What to do:
Find each line in the records below that contains the word "Some", and copy it out.

--------------------------------

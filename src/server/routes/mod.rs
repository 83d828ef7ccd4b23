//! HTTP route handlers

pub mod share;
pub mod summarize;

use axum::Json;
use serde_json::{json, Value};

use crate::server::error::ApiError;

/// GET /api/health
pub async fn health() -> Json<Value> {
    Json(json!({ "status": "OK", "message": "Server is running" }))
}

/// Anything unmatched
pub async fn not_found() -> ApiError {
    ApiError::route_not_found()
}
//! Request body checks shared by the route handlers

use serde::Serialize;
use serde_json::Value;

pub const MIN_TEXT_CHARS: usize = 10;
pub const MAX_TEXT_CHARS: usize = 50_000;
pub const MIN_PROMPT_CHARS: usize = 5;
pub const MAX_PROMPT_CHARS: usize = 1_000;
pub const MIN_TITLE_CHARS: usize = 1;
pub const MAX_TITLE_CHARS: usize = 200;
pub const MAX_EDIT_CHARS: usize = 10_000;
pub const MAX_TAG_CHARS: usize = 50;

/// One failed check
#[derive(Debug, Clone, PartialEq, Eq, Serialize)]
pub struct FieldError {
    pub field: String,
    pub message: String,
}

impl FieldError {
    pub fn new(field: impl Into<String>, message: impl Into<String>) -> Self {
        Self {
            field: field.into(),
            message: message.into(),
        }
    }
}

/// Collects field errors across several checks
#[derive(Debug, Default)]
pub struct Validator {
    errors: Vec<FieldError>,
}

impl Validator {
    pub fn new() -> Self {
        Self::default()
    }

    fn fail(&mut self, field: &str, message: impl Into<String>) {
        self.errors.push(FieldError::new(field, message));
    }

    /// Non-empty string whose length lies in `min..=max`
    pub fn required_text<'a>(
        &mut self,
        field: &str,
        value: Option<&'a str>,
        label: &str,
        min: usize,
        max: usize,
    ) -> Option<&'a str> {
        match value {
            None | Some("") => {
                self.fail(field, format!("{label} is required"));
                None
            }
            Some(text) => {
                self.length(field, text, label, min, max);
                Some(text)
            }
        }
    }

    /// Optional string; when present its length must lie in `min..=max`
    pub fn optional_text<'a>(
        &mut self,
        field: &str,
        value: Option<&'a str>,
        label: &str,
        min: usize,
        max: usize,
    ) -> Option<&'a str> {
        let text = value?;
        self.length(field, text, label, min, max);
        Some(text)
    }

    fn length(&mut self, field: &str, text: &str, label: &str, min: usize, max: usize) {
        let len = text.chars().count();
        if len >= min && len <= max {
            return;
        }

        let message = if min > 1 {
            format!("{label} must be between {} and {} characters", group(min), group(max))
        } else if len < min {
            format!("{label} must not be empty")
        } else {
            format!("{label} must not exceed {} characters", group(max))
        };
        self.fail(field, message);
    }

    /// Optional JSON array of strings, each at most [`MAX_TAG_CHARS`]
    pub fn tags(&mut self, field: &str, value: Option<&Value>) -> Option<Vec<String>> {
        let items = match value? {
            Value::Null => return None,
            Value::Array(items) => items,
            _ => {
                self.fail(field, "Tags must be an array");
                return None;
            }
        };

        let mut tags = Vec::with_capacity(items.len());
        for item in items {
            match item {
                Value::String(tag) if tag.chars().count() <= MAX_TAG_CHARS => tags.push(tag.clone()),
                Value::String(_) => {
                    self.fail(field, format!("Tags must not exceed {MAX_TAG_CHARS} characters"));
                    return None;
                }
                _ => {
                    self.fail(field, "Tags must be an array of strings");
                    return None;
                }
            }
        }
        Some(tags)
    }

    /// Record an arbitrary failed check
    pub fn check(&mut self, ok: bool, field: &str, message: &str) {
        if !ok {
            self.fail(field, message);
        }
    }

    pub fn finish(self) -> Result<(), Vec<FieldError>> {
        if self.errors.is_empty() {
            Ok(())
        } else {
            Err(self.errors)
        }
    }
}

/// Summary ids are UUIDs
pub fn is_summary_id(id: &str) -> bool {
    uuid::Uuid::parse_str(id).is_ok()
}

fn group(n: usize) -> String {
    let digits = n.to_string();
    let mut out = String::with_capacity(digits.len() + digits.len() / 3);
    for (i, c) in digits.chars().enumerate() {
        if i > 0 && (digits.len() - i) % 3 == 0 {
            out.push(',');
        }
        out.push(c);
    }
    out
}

--------------------------------

Reply:
            None | Some("") => {
            Some(text) => {
                Some(text)
        Some(text)
        Some(tags)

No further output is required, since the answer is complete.